The current value of the plan assets in the SFA segregated account established in accordance with section 4262(l) of ERISA and § 4262.14(a) of PBGC’s SFA regulation (hereinafter “SFA funds”) as of the plan’s last actuarial valuation report.
Indicate whether the plan filed (1) an application for SFA and received SFA under the interim final rule (IFR) in effect before August 8, 2022, and has not yet filed a supplemented application. If checked, then the plan is an “IFR-only recipient” for purposes of this submission and should follow the IFR-only recipient instructions for responses on investment of SFA funds and the phased recognition of SFA to calculate withdrawal liability in parts II and III; or (2) an application for SFA or a supplemented application for SFA (under § 4262.4(g)(6) and using Addendum C) after August 8, 2022.
Yes or no to indicate whether the plan is a “merged plan” (as defined in 29 CFR 4231.2) following PBGC approval of a merger under § 4262.16(f)(1) [i.e., a plan that resulted from a merger with any plan that has ever received SFA]. If yes, skip part II and complete part III. If no, complete part II and skip part III.
Part II. Compliance with restrictions and conditions (required only for plans that are not merged plans) (Plans that answered “yes” to part I.F should skip part II.)

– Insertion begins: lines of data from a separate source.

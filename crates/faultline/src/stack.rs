// Copyright (c) Microsoft Corporation.
// Licensed under the MIT License.

//! Call stack capture, ancestry matching, and rendering.

use std::ffi::c_void;
use std::fmt;
use std::path::PathBuf;

use smallvec::SmallVec;

use crate::Layer;
use crate::wrapper::Wrapper;

/// The maximum number of frames recorded by a single capture.
pub const MAX_FRAMES: usize = 32;

/// An ordered sequence of captured call frames, innermost first.
///
/// Frames are recorded as raw instruction addresses at capture time and only resolved to
/// function, file, and line when rendered.
#[derive(Clone, PartialEq, Eq, Default)]
pub struct Frames {
    ips: SmallVec<[usize; MAX_FRAMES]>,
}

impl Frames {
    /// Captures the current call stack.
    ///
    /// With `skip == 0` the first recorded frame is the function that called `capture`; each
    /// increment moves one frame further towards the thread entry point. Never fails: if the
    /// stack cannot be walked, the result is empty.
    #[inline(never)]
    #[must_use]
    pub fn capture(skip: usize) -> Self {
        let anchor = (Self::capture as fn(usize) -> Self as *const ()).addr();

        let mut ips = SmallVec::new();
        let mut anchored = false;
        let mut pending = skip;

        backtrace::trace(|frame| {
            if !anchored {
                // Unwinder internals sit above us; everything up to our own frame is skipped.
                anchored = frame.symbol_address().addr() == anchor;
                return true;
            }

            if pending > 0 {
                pending -= 1;
                return true;
            }

            ips.push(frame.ip().addr());
            ips.len() < MAX_FRAMES
        });

        Self { ips }
    }

    #[cfg(test)]
    pub(crate) fn from_ips(ips: &[usize]) -> Self {
        Self {
            ips: SmallVec::from_slice(ips),
        }
    }

    /// Returns the number of captured frames.
    #[must_use]
    pub fn len(&self) -> usize {
        self.ips.len()
    }

    /// Returns `true` if nothing was captured.
    #[must_use]
    pub fn is_empty(&self) -> bool {
        self.ips.is_empty()
    }

    /// Returns the raw instruction addresses, innermost first.
    #[must_use]
    pub fn addresses(&self) -> &[usize] {
        &self.ips
    }

    /// Returns the frames above the innermost one.
    ///
    /// For a capture taken inside a function `f`, this is the call path that led to `f`.
    #[must_use]
    pub fn callers(&self) -> &[usize] {
        self.ips.get(1..).unwrap_or_default()
    }

    /// Returns `true` if this stack is an ancestor of `existing`.
    ///
    /// See [`is_ancestor`].
    #[must_use]
    pub fn is_ancestor_of(&self, existing: &Self) -> bool {
        is_ancestor(&self.ips, &existing.ips)
    }

    /// Resolves every frame to function, file, and line.
    ///
    /// Frames that were inlined into a single physical frame are expanded, innermost first.
    #[must_use]
    pub fn resolve(&self) -> Vec<Frame> {
        let mut frames = Vec::with_capacity(self.ips.len());

        for &ip in &self.ips {
            let before = frames.len();

            backtrace::resolve(std::ptr::with_exposed_provenance_mut::<c_void>(ip), |symbol| {
                frames.push(Frame {
                    function: symbol.name().map(|name| format!("{name:#}")),
                    file: symbol.filename().map(PathBuf::from),
                    line: symbol.lineno(),
                });
            });

            if frames.len() == before {
                frames.push(Frame::default());
            }
        }

        frames
    }

    /// Renders the frames as text, one `<function> <file>:<line>` per line, innermost first.
    ///
    /// Equivalent to [`render_frames`] over [`Frames::resolve`].
    #[must_use]
    pub fn render(&self) -> String {
        render_frames(&self.resolve())
    }
}

impl fmt::Debug for Frames {
    fn fmt(&self, f: &mut fmt::Formatter<'_>) -> fmt::Result {
        f.debug_list().entries(self.ips.iter().copied().map(Address)).finish()
    }
}

struct Address(usize);

impl fmt::Debug for Address {
    fn fmt(&self, f: &mut fmt::Formatter<'_>) -> fmt::Result {
        write!(f, "{:#x}", self.0)
    }
}

/// Renders already resolved frames, one `<function> <file>:<line>` per line.
#[must_use]
pub fn render_frames(frames: &[Frame]) -> String {
    frames.iter().map(Frame::to_string).collect::<Vec<_>>().join("\n")
}

/// Returns `true` if `candidate` is an ancestor of `existing`.
///
/// Both stacks are ordered innermost first. `candidate` is an ancestor when it is no longer than
/// `existing` and matches it frame by frame, starting from the outermost frame of each. In other
/// words, `existing` was captured further down the same call path that `candidate` describes.
#[must_use]
pub fn is_ancestor(candidate: &[usize], existing: &[usize]) -> bool {
    if candidate.len() > existing.len() {
        return false;
    }

    candidate.iter().rev().zip(existing.iter().rev()).all(|(ours, theirs)| ours == theirs)
}

/// A resolved call frame.
#[derive(Debug, Clone, Default, PartialEq, Eq)]
pub struct Frame {
    function: Option<String>,
    file: Option<PathBuf>,
    line: Option<u32>,
}

impl Frame {
    /// Returns the demangled function name, if known.
    #[must_use]
    pub fn function(&self) -> Option<&str> {
        self.function.as_deref()
    }

    /// Returns the source file, if known.
    #[must_use]
    pub fn file(&self) -> Option<&std::path::Path> {
        self.file.as_deref()
    }

    /// Returns the source line, if known.
    #[must_use]
    pub fn line(&self) -> Option<u32> {
        self.line
    }
}

impl fmt::Display for Frame {
    fn fmt(&self, f: &mut fmt::Formatter<'_>) -> fmt::Result {
        let function = self.function.as_deref().unwrap_or("<unknown function>");
        let line = self.line.unwrap_or(0);

        match &self.file {
            Some(file) => write!(f, "{function} {}:{line}", file.display()),
            None => write!(f, "{function} <unknown file>:{line}"),
        }
    }
}

/// Wrapper that attaches the call stack of the place where it was created.
///
/// [`Fault::new`](crate::Fault::new) and [`Fault::wrap`](crate::Fault::wrap) already capture a
/// stack when one is needed; use this to force a capture at a specific call site.
#[derive(Debug, Clone)]
pub struct Stack(Frames);

impl Stack {
    /// Captures the stack of the caller.
    #[inline(never)]
    #[must_use]
    pub fn here() -> Self {
        // Out of tail position, so this function keeps the frame that `capture(1)` skips.
        let frames = std::hint::black_box(Frames::capture(1));
        Self(frames)
    }

    /// Uses an already captured stack.
    #[must_use]
    pub fn from_frames(frames: Frames) -> Self {
        Self(frames)
    }
}

impl Wrapper for Stack {
    fn apply(self, layer: Layer) -> Layer {
        layer.with_stack(self.0)
    }
}
// Copyright (c) Microsoft Corporation.
// Licensed under the MIT License.

use std::borrow::Cow;

use crate::Layer;
use crate::wrapper::Wrapper;

/// Wrapper that names the operation that failed and, optionally, what the user should be told.
///
/// The label becomes part of the chained error message (`"get user: not found"`). The issue is a
/// user-facing description that a boundary may show instead of the internal message.
///
/// # Examples
///
/// ```rust
/// use faultline::{Fault, Message, Tag};
///
/// let error = Fault::new("connection refused", Tag::Internal);
/// let error = Fault::wrap(error, Message::with_issue("get user", "Failed to get user, please try again!"));
///
/// assert_eq!(error.to_string(), "get user: connection refused");
/// assert_eq!(error.issue(), "Failed to get user, please try again!");
/// ```
#[derive(Debug, Clone, PartialEq, Eq)]
pub struct Message {
    label: Cow<'static, str>,
    issue: Option<Cow<'static, str>>,
}

impl Message {
    /// Labels the operation without a user-facing description.
    #[must_use]
    pub fn new(label: impl Into<Cow<'static, str>>) -> Self {
        Self {
            label: label.into(),
            issue: None,
        }
    }

    /// Labels the operation and attaches a user-facing description.
    #[must_use]
    pub fn with_issue(label: impl Into<Cow<'static, str>>, issue: impl Into<Cow<'static, str>>) -> Self {
        Self {
            label: label.into(),
            issue: Some(issue.into()),
        }
    }
}

impl Wrapper for Message {
    fn apply(self, layer: Layer) -> Layer {
        let layer = layer.with_label(self.label);

        match self.issue {
            Some(issue) => layer.with_issue(issue),
            None => layer,
        }
    }
}
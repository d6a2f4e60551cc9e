// Copyright (c) Microsoft Corporation.
// Licensed under the MIT License.

//! An unpublished crate containing testing utilities for use within this repo.

use std::panic::resume_unwind;
use std::thread;

mod log;

pub use log::*;

/// Executes a function on a newly spawned thread and returns its result.
///
/// The function starts with only the thread entry frames below it, which keeps captured call
/// stacks short and identical from run to run, no matter how deep the test harness itself is.
///
/// # Panics
///
/// Re-raises any panic of `f` on the calling thread.
#[cfg_attr(test, mutants::skip)] // This is test logic - pointless to mutate.
pub fn on_fresh_thread<F, R>(f: F) -> R
where
    F: FnOnce() -> R + Send + 'static,
    R: Send + 'static,
{
    thread::spawn(f).join().unwrap_or_else(|payload| resume_unwind(payload))
}
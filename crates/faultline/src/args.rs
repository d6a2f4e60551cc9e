// Copyright (c) Microsoft Corporation.
// Licensed under the MIT License.

//! Ordered key/value argument lists used to derive and attach metadata.

use std::borrow::Cow;

use serde::Serialize;
use serde_json::Value;

/// Key under which unpaired or non-string-keyed arguments are recorded.
pub const BAD_KEY: &str = "!BADKEY";

/// A single metadata argument.
#[derive(Debug, Clone, PartialEq)]
pub enum Arg {
    /// A well-formed key/value pair.
    Pair(Cow<'static, str>, Value),
    /// A value that could not be paired with a string key. Recorded under [`BAD_KEY`].
    BadKey(Value),
}

impl Arg {
    /// Returns the key this argument is recorded under.
    #[must_use]
    pub fn key(&self) -> &str {
        match self {
            Self::Pair(key, _) => key,
            Self::BadKey(_) => BAD_KEY,
        }
    }

    /// Returns the value of this argument.
    #[must_use]
    pub fn value(&self) -> &Value {
        match self {
            Self::Pair(_, value) | Self::BadKey(value) => value,
        }
    }

    pub(crate) fn into_entry(self) -> (String, Value) {
        match self {
            Self::Pair(key, value) => (key.into_owned(), value),
            Self::BadKey(value) => (BAD_KEY.to_owned(), value),
        }
    }
}

/// An ordered list of metadata arguments.
///
/// Arguments are applied in order, so a later write to the same key overwrites an earlier one.
/// This includes [`BAD_KEY`]: only the last bad argument of a list survives.
///
/// # Examples
///
/// ```rust
/// use faultline::{Args, Context, kv};
///
/// let ctx = Context::background()
///     .with_meta(Args::new().pair("tenant", "contoso"))
///     .with_meta(kv!("user" => 42, "admin" => false));
///
/// assert_eq!(ctx.metadata().len(), 3);
/// ```
#[derive(Debug, Clone, Default, PartialEq)]
pub struct Args {
    items: Vec<Arg>,
}

impl Args {
    /// Creates an empty argument list.
    #[must_use]
    pub const fn new() -> Self {
        Self { items: Vec::new() }
    }

    /// Parses a raw, untyped argument sequence.
    ///
    /// A string takes the next value as its pair. A trailing string with nothing after it, and
    /// any non-string value found where a key is expected, is kept as [`Arg::BadKey`] with its
    /// raw value and consumes only itself.
    ///
    /// # Examples
    ///
    /// ```rust
    /// use faultline::{Arg, Args};
    /// use serde_json::json;
    ///
    /// let args = Args::from_raw([json!("key"), json!("value"), json!(42)]);
    /// let items: Vec<_> = args.iter().cloned().collect();
    ///
    /// assert_eq!(items, vec![Arg::Pair("key".into(), json!("value")), Arg::BadKey(json!(42))]);
    /// ```
    #[must_use]
    pub fn from_raw(values: impl IntoIterator<Item = Value>) -> Self {
        let mut values = values.into_iter();
        let mut items = Vec::new();

        while let Some(value) = values.next() {
            let arg = match value {
                Value::String(key) => match values.next() {
                    Some(value) => Arg::Pair(Cow::Owned(key), value),
                    None => Arg::BadKey(Value::String(key)),
                },
                other => Arg::BadKey(other),
            };
            items.push(arg);
        }

        Self { items }
    }

    /// Appends a key/value pair.
    #[must_use]
    pub fn pair(mut self, key: impl Into<Cow<'static, str>>, value: impl Into<Value>) -> Self {
        self.items.push(Arg::Pair(key.into(), value.into()));
        self
    }

    /// Appends a pair whose value is converted with [`serde_json::to_value`].
    ///
    /// If the conversion fails, the failure text is recorded as the value so the key is never
    /// silently lost.
    #[must_use]
    pub fn serialized<T>(self, key: impl Into<Cow<'static, str>>, value: &T) -> Self
    where
        T: Serialize + ?Sized,
    {
        let value = serde_json::to_value(value).unwrap_or_else(|e| Value::String(e.to_string()));
        self.pair(key, value)
    }

    /// Appends an argument that has no usable key.
    #[must_use]
    pub fn bad_key(mut self, value: impl Into<Value>) -> Self {
        self.items.push(Arg::BadKey(value.into()));
        self
    }

    /// Returns the number of arguments.
    #[must_use]
    pub fn len(&self) -> usize {
        self.items.len()
    }

    /// Returns `true` if there are no arguments.
    #[must_use]
    pub fn is_empty(&self) -> bool {
        self.items.is_empty()
    }

    /// Iterates the arguments in application order.
    pub fn iter(&self) -> impl Iterator<Item = &Arg> {
        self.items.iter()
    }
}

impl IntoIterator for Args {
    type Item = Arg;
    type IntoIter = std::vec::IntoIter<Arg>;

    fn into_iter(self) -> Self::IntoIter {
        self.items.into_iter()
    }
}

impl FromIterator<Arg> for Args {
    fn from_iter<I: IntoIterator<Item = Arg>>(iter: I) -> Self {
        Self {
            items: iter.into_iter().collect(),
        }
    }
}

impl From<()> for Args {
    fn from((): ()) -> Self {
        Self::new()
    }
}

impl From<Vec<Arg>> for Args {
    fn from(items: Vec<Arg>) -> Self {
        Self { items }
    }
}

impl<K, V, const N: usize> From<[(K, V); N]> for Args
where
    K: Into<Cow<'static, str>>,
    V: Into<Value>,
{
    fn from(pairs: [(K, V); N]) -> Self {
        pairs.into_iter().map(|(k, v)| Arg::Pair(k.into(), v.into())).collect()
    }
}

/// Builds [`Args`] from `key => value` pairs of mixed value types.
///
/// ```rust
/// use faultline::kv;
///
/// let args = kv!("id" => 404_i64, "name" => "ghost");
/// assert_eq!(args.len(), 2);
/// ```
#[macro_export]
macro_rules! kv {
    () => {
        $crate::Args::new()
    };
    ($($key:expr => $value:expr),+ $(,)?) => {
        $crate::Args::new()$(.pair($key, $value))+
    };
}

#[cfg_attr(coverage_nightly, coverage(off))]
#[cfg(test)]
mod tests {
    use serde_json::json;

    use super::*;

    #[test]
    fn raw_even_sequence_pairs_up() {
        let args = Args::from_raw([json!("a"), json!(1), json!("b"), json!("two")]);
        let items: Vec<_> = args.into_iter().collect();

        assert_eq!(items, vec![Arg::Pair("a".into(), json!(1)), Arg::Pair("b".into(), json!("two"))]);
    }

    #[test]
    fn raw_trailing_key_is_bad() {
        let args = Args::from_raw([json!("key"), json!("value"), json!("missingkey")]);
        let items: Vec<_> = args.into_iter().collect();

        assert_eq!(items[1], Arg::BadKey(json!("missingkey")));
        assert_eq!(items[1].key(), BAD_KEY);
    }

    #[test]
    fn raw_non_string_key_consumes_only_itself() {
        let args = Args::from_raw([json!(42), json!("key"), json!("value")]);
        let items: Vec<_> = args.into_iter().collect();

        assert_eq!(items, vec![Arg::BadKey(json!(42)), Arg::Pair("key".into(), json!("value"))]);
    }

    #[test]
    fn raw_single_value() {
        let args = Args::from_raw([json!(42)]);
        assert_eq!(args.iter().collect::<Vec<_>>(), vec![&Arg::BadKey(json!(42))]);
    }

    #[test]
    fn serialized_struct() {
        #[derive(serde::Serialize)]
        struct Params {
            id: i64,
        }

        let args = Args::new().serialized("params", &Params { id: 7 });
        let arg = args.iter().next().unwrap();

        assert_eq!(arg.key(), "params");
        assert_eq!(arg.value(), &json!({ "id": 7 }));
    }

    #[test]
    fn serialized_failure_keeps_key() {
        let mut map = std::collections::HashMap::new();
        map.insert(vec![1_u8], 1);

        let args = Args::new().serialized("broken", &map);
        let arg = args.iter().next().unwrap();

        assert_eq!(arg.key(), "broken");
        assert!(arg.value().is_string());
    }

    #[test]
    fn kv_macro_mixed_types() {
        let args = kv!("id" => 1, "name" => "x", "ok" => true);
        let keys: Vec<_> = args.iter().map(Arg::key).collect();

        assert_eq!(keys, vec!["id", "name", "ok"]);
        assert!(kv!().is_empty());
    }

    #[test]
    fn array_conversion() {
        let args = Args::from([("a", "1"), ("b", "2")]);
        assert_eq!(args.len(), 2);
    }
}
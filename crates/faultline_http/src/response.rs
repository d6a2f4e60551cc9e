// Copyright (c) Microsoft Corporation.
// Licensed under the MIT License.

use faultline::Fault;
use http::header::CONTENT_TYPE;
use http::{HeaderValue, Response};
use serde_json::json;

use crate::status_for;

/// Renders an error as the response a client receives.
///
/// The status code comes from the error's [`Tag`](faultline::Tag) and the body is a JSON object
/// whose `message` is the error's issue. Internal messages only reach the client when no layer
/// attached a user-facing description.
///
/// # Examples
///
/// ```rust
/// use faultline::{Fault, Message, Tag};
/// use faultline_http::error_response;
///
/// let error = Fault::new("error 503", Tag::Internal);
/// let error = Fault::wrap(error, Message::with_issue("get user", "Failed to get user, please try again!"));
///
/// let response = error_response(&error);
/// assert_eq!(response.status(), 500);
/// assert_eq!(response.body(), r#"{"message":"Failed to get user, please try again!"}"#);
/// ```
#[must_use]
pub fn error_response(fault: &Fault) -> Response<String> {
    let body = json!({ "message": fault.issue() }).to_string();

    let mut response = Response::new(body);
    *response.status_mut() = status_for(fault.tag());
    response
        .headers_mut()
        .insert(CONTENT_TYPE, HeaderValue::from_static("application/json"));

    response
}
// Copyright (c) Microsoft Corporation.
// Licensed under the MIT License.

use faultline::{Fault, Frame, Frames, Metadata, render_frames};
use serde::Serialize;

/// A crash report built from a failed request.
///
/// Reports are handed to every [`Reporter`] registered with a [`Boundary`](crate::Boundary).
/// They serialize to a flat JSON object:
///
/// ```json
/// {
///   "error": "ServiceGetUser: RepositoryGetUserByID: error 503",
///   "tag": "INTERNAL",
///   "issue": "Failed to get user, please try again!",
///   "errctx": { "id": 503 },
///   "stacktrace": "users::repository src/users.rs:42\n...",
///   "frames": [{ "function": "users::repository", "file": "src/users.rs", "line": 42 }]
/// }
/// ```
#[derive(Debug, Clone, PartialEq, Serialize)]
pub struct Report {
    error: String,
    tag: &'static str,
    issue: String,
    errctx: Option<Metadata>,
    stacktrace: String,
    frames: Vec<ReportFrame>,
}

impl Report {
    /// Extracts everything a crash report needs from an error chain.
    #[must_use]
    pub fn from_fault(fault: &Fault) -> Self {
        let frames = fault.stacktrace().map(Frames::resolve).unwrap_or_default();
        let stacktrace = render_frames(&frames);

        Self {
            error: fault.to_string(),
            tag: fault.tag().as_str(),
            issue: fault.issue().into_owned(),
            errctx: fault.metadata().cloned(),
            stacktrace,
            frames: frames.iter().map(ReportFrame::from).collect(),
        }
    }

    /// Returns the full chained error message.
    #[must_use]
    pub fn error(&self) -> &str {
        &self.error
    }

    /// Returns the name of the error's tag.
    #[must_use]
    pub fn tag(&self) -> &'static str {
        self.tag
    }

    /// Returns the user-facing description.
    #[must_use]
    pub fn issue(&self) -> &str {
        &self.issue
    }

    /// Returns the first metadata snapshot of the chain.
    #[must_use]
    pub fn errctx(&self) -> Option<&Metadata> {
        self.errctx.as_ref()
    }

    /// Returns the rendered stack trace, or an empty string.
    #[must_use]
    pub fn stacktrace(&self) -> &str {
        &self.stacktrace
    }

    /// Returns the number of resolved frames.
    #[must_use]
    pub fn frame_count(&self) -> usize {
        self.frames.len()
    }
}

#[derive(Debug, Clone, PartialEq, Eq, Serialize)]
struct ReportFrame {
    function: Option<String>,
    file: Option<String>,
    line: Option<u32>,
}

impl From<&Frame> for ReportFrame {
    fn from(frame: &Frame) -> Self {
        Self {
            function: frame.function().map(ToOwned::to_owned),
            file: frame.file().map(|path| path.display().to_string()),
            line: frame.line(),
        }
    }
}

/// A sink for crash reports.
///
/// Implemented for any `Fn(&Report) + Send + Sync` closure.
///
/// ```rust
/// use std::sync::{Arc, Mutex};
///
/// use faultline_http::{BoundaryOptions, Report};
///
/// let seen = Arc::new(Mutex::new(Vec::new()));
/// let sink = Arc::clone(&seen);
///
/// let options = BoundaryOptions::new().reporter(move |report: &Report| {
///     sink.lock().unwrap().push(report.error().to_owned());
/// });
/// # drop(options);
/// ```
pub trait Reporter: Send + Sync {
    /// Receives the report of one failed request.
    fn report(&self, report: &Report);
}

impl<F> Reporter for F
where
    F: Fn(&Report) + Send + Sync,
{
    fn report(&self, report: &Report) {
        self(report);
    }
}
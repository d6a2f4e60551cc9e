// Copyright (c) Microsoft Corporation.
// Licensed under the MIT License.

use crate::wrapper::Wrapper;
use crate::{Args, Context, Layer, Metadata};

/// Wrapper that attaches a metadata snapshot.
///
/// The snapshot is taken when the wrapper is created, so deriving further contexts afterwards does
/// not change what the error carries.
///
/// # Examples
///
/// ```rust
/// use faultline::{Context, Fault, Meta, kv};
/// use serde_json::json;
///
/// let ctx = Context::background().with_meta(kv!("request" => "r-1"));
/// let error = Fault::new("boom", Meta::from_context(&ctx, kv!("attempt" => 2)));
///
/// assert_eq!(error.metadata().map(|m| m.to_value()), Some(json!({ "request": "r-1", "attempt": 2 })));
/// ```
#[derive(Debug, Clone, PartialEq)]
pub struct Meta(Metadata);

impl Meta {
    /// Snapshots the context's metadata, with `extra` overriding it on key collision.
    #[must_use]
    pub fn from_context(ctx: &Context, extra: impl Into<Args>) -> Self {
        Self(ctx.snapshot(extra))
    }

    /// Attaches only the given arguments, without a context.
    #[must_use]
    pub fn from_args(args: impl Into<Args>) -> Self {
        Self(Metadata::from(args.into()))
    }
}

impl Wrapper for Meta {
    fn apply(self, layer: Layer) -> Layer {
        layer.with_metadata(self.0)
    }
}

The e-Filing Portal guides the user to input the required information in part II, which includes the following:
The plan is required to comply with each of the restrictions and conditions under section 4262(l) of ERISA and §§ 4262.13 and 4262.14 of PBGC’s SFA regulation.
Use of SFA funds (section 4262(l) of ERISA):
The plan must use the SFA funds only to pay benefits and administrative expenses.
The plan must segregate the SFA funds from other plan assets.
The plan must invest the SFA funds only in permissible investments. For IFR-only recipients, this condition (#3) refers to permissible investments allowed under § 4262.14 as it existed before August 8, 2022.
The plan must meet the allocation restriction on return-seeking assets at each purchase and at least once in every rolling period of 12 consecutive months. This condition (#4) does not apply to IFR-only recipients.
(A1)
Yes or no to indicate whether, during the plan year, the plan has
complied with the applicable restrictions on the use of SFA funds
listed in this part II.A. If no, attach an explanation of the plan’s
non-compliance and include any corrective action taken by the plan.
Benefit increases (§ 4262.16(b))
This term refers to benefit increases as described in section 4022A(b)(1) of ERISA without regard to the length of time the benefit or benefit increase has been in effect. Also, the condition on benefit increases does not apply to the reinstatement of benefits that were suspended under sections 305(e)(9) or 4245(a) of ERISA (as provided under § 4262.15) or the restoration of benefits under 26 CFR 1.432(e)(9)-1(e)(3).
In addition to the restrictions in section 305(f)(1) of ERISA:
1. The plan must not adopt a retrospective benefit or benefit increase attributable in whole or in part to service accrued or other events occurring before the adoption date of the amendment.
2. The plan must not adopt a prospective benefit or benefit increase, unless both of the following conditions apply:
i. The plan actuary certified that employer contribution increases projected to be sufficient to pay for the benefit increase have been adopted or agreed to.
ii. Those increased contributions were not included in the determination of SFA.
3. Beginning 10 years after the end of the plan year in which it receives payment of SFA, a plan may apply for an exception to the condition on retrospective and prospective benefit increases. See § 4262.16(b)(3).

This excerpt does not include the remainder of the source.